In that case he must be terrified of recent noises from Westminster with even cautious pro-EU Chancellor Phillip Hammond joining the rising chorus of Brexiteers in saying that the demand should be ignored. The Chancellor, dubbed “Spreadsheet Phil” by colleagues, said: “I don’t recognise this number. I genuinely don’t recognise it. It’s moved by 60% in the space of a few days”.
EU desperation is growing palpable even among the bloc’s most ardent supporters. The Confederation of British Industry has even chimed in, telling both sides to avoid getting bogged down in discussion of a petty exit bill and focus instead on a mutually beneficial trade pact. Common sense, but Brussels has never been known for heeding it.
Meanwhile the British economy goes from strength to strength with the latest batch of monthly PMI surveys – showing the extent to which private sector ordering books are expanding – showing that the country’s major sectors are growing at a remarkable pace. All-sector PMI accelerated from 54.6 to 56.0 with any figure over 50 indicating expansion. It marks the second highest reading in almost two years and a four month high, proving that Brexit Britain continues strongly with the triggering of Article 50 last month.

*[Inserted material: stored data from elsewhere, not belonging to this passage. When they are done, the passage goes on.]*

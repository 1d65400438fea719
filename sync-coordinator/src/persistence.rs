//! Atomic `last_sync_result.json` and a bounded upload-history file, both
//! written with write-to-temp-then-rename so a crash mid-write never leaves
//! a half-written file behind for the control plane to read.

use std::path::Path;

use chrono::{DateTime, Utc};
use common::error::AppError;
use serde::{Deserialize, Serialize};

use crate::upload::UploadSummary;

/// Upload history is capped to the most recent runs; older entries are
/// dropped rather than growing the file without bound.
const MAX_UPLOAD_HISTORY: usize = 30;

#[derive(Debug, Clone, Serialize, Deserialize)]
pub struct LastSyncResult {
    pub status: String,
    pub sync_type: String,
    pub start_date: String,
    pub end_date: String,
    pub total_resources: u64,
    pub matched_resources: u64,
    pub unmatched_resources: u64,
    pub account_errors: u64,
    pub uploads: Vec<UploadSummary>,
    pub error_message: Option<String>,
    pub started_at: DateTime<Utc>,
    pub completed_at: DateTime<Utc>,
}

async fn atomic_write(path: &Path, bytes: &[u8]) -> Result<(), AppError> {
    let tmp_path = path.with_extension(format!("tmp-{}", uuid::Uuid::new_v4()));
    tokio::fs::write(&tmp_path, bytes).await?;
    tokio::fs::rename(&tmp_path, path).await?;
    Ok(())
}

pub async fn write_last_result(output_dir: &Path, result: &LastSyncResult) -> Result<(), AppError> {
    tokio::fs::create_dir_all(output_dir).await?;
    let path = output_dir.join("last_sync_result.json");
    let bytes = serde_json::to_vec_pretty(result)?;
    atomic_write(&path, &bytes).await
}

pub async fn read_last_result(output_dir: &Path) -> Result<Option<LastSyncResult>, AppError> {
    let path = output_dir.join("last_sync_result.json");
    match tokio::fs::read(&path).await {
        Ok(bytes) => Ok(Some(serde_json::from_slice(&bytes)?)),
        Err(err) if err.kind() == std::io::ErrorKind::NotFound => Ok(None),
        Err(err) => Err(AppError::from(err)),
    }
}

/// Appends this run's upload summaries to the bounded history file.
pub async fn append_upload_history(
    output_dir: &Path,
    uploads: &[UploadSummary],
) -> Result<(), AppError> {
    if uploads.is_empty() {
        return Ok(());
    }
    tokio::fs::create_dir_all(output_dir).await?;
    let path = output_dir.join("upload_history.json");
    let mut history: Vec<UploadSummary> = match tokio::fs::read(&path).await {
        Ok(bytes) => serde_json::from_slice(&bytes).unwrap_or_default(),
        Err(_) => Vec::new(),
    };
    history.extend_from_slice(uploads);
    if history.len() > MAX_UPLOAD_HISTORY {
        let excess = history.len() - MAX_UPLOAD_HISTORY;
        history.drain(0..excess);
    }
    let bytes = serde_json::to_vec_pretty(&history)?;
    atomic_write(&path, &bytes).await
}

pub async fn read_upload_history(output_dir: &Path) -> Result<Vec<UploadSummary>, AppError> {
    let path = output_dir.join("upload_history.json");
    match tokio::fs::read(&path).await {
        Ok(bytes) => Ok(serde_json::from_slice(&bytes).unwrap_or_default()),
        Err(err) if err.kind() == std::io::ErrorKind::NotFound => Ok(Vec::new()),
        Err(err) => Err(AppError::from(err)),
    }
}

#[cfg(test)]
mod tests {
    use super::*;

    fn sample_result() -> LastSyncResult {
        LastSyncResult {
            status: "complete".to_string(),
            sync_type: "week".to_string(),
            start_date: "2026-01-05".to_string(),
            end_date: "2026-01-11".to_string(),
            total_resources: 10,
            matched_resources: 8,
            unmatched_resources: 2,
            account_errors: 0,
            uploads: vec![UploadSummary {
                payer_account: "111111111111".to_string(),
                upload_id: "up-1".to_string(),
                row_count: 8,
            }],
            error_message: None,
            started_at: Utc::now(),
            completed_at: Utc::now(),
        }
    }

    #[tokio::test]
    async fn write_then_read_round_trips() {
        let dir = tempfile::tempdir().unwrap();
        let result = sample_result();
        write_last_result(dir.path(), &result).await.unwrap();
        let read = read_last_result(dir.path()).await.unwrap().unwrap();
        assert_eq!(read.status, "complete");
        assert_eq!(read.uploads.len(), 1);
    }

    #[tokio::test]
    async fn missing_last_result_is_none() {
        let dir = tempfile::tempdir().unwrap();
        assert!(read_last_result(dir.path()).await.unwrap().is_none());
    }

    #[tokio::test]
    async fn upload_history_is_capped() {
        let dir = tempfile::tempdir().unwrap();
        for i in 0..(MAX_UPLOAD_HISTORY + 10) {
            let uploads = vec![UploadSummary {
                payer_account: format!("payer-{i}"),
                upload_id: format!("up-{i}"),
                row_count: 1,
            }];
            append_upload_history(dir.path(), &uploads).await.unwrap();
        }
        let history = read_upload_history(dir.path()).await.unwrap();
        assert_eq!(history.len(), MAX_UPLOAD_HISTORY);
        assert_eq!(history.last().unwrap().payer_account, format!("payer-{}", MAX_UPLOAD_HISTORY + 9));
    }
}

Manufacturing grew at its fastest since January and services and construction both saw their best growth of 2017, with much more to look forward to as we quit the crumbling European Union. Once again commentators have pointed to the new value of sterling as a major spur to increased activity in manufacturing and services in particular.
Agriculture can expect a boost from Brexit too, with the European Union Committee of the House of Lords hailing Britain’s chance to help farmers by quitting the failed Common Agricultural Policy. Its latest report points to new freedom to focus on our own priorities in the sector and end the mad bureaucratic mess that misdirects financial support to wealthy landowners. It went on to back the UK’s strength in Brexit negotiations, stressing that it enjoys “a strong position during trade negotiations for those products both with the EU and, after Brexit, the rest of the world”.
28 April 2017
Another strong fortnight for Brexit Britain as property booms, car production hits massive highs, the financial sector continues to create jobs, deal-makers back the country, and macroeconomic performance outdid the pessimistic expectations of so-called “economic experts”.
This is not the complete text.